• **What the task asks**: For the listing below, give the number of lines that include "tracing" and add nothing to it.

• **Exercise inputs**:
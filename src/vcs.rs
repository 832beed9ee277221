//! Global git configuration access
//!
//! Thin wrapper over libgit2's config layer. Writes go through
//! [`GitConfig::set_if_changed`] so a value that already matches is never
//! rewritten, only logged as skipped.

use std::path::{Path, PathBuf};

use crate::error::Result;
use crate::merge::MergeOutcome;

pub struct GitConfig {
    inner: git2::Config,
}

impl GitConfig {
    /// Open the user's global git configuration, creating the file on first
    /// write if it does not exist yet.
    pub fn open_global() -> Result<Self> {
        let path: PathBuf = match git2::Config::find_global() {
            Ok(path) => path,
            Err(_) => dirs::home_dir()
                .ok_or(crate::error::DevprepError::HomeNotFound)?
                .join(".gitconfig"),
        };
        Self::open_at(&path)
    }

    /// Open a specific config file (used by tests and by the global opener)
    pub fn open_at(path: &Path) -> Result<Self> {
        Ok(Self {
            inner: git2::Config::open(path)?,
        })
    }

    /// Current value of a key, or `None` when unset
    pub fn get(&mut self, key: &str) -> Option<String> {
        self.inner
            .snapshot()
            .ok()
            .and_then(|snap| snap.get_string(key).ok())
    }

    /// Write `value` under `key` only when it differs from the current value
    pub fn set_if_changed(&mut self, key: &str, value: &str) -> Result<MergeOutcome> {
        if self.get(key).as_deref() == Some(value) {
            tracing::info!(key, "git config already current, skipping");
            return Ok(MergeOutcome::Unchanged);
        }
        self.inner.set_str(key, value)?;
        tracing::info!(key, "git config updated");
        Ok(MergeOutcome::Changed)
    }
}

• **Answer box**: 2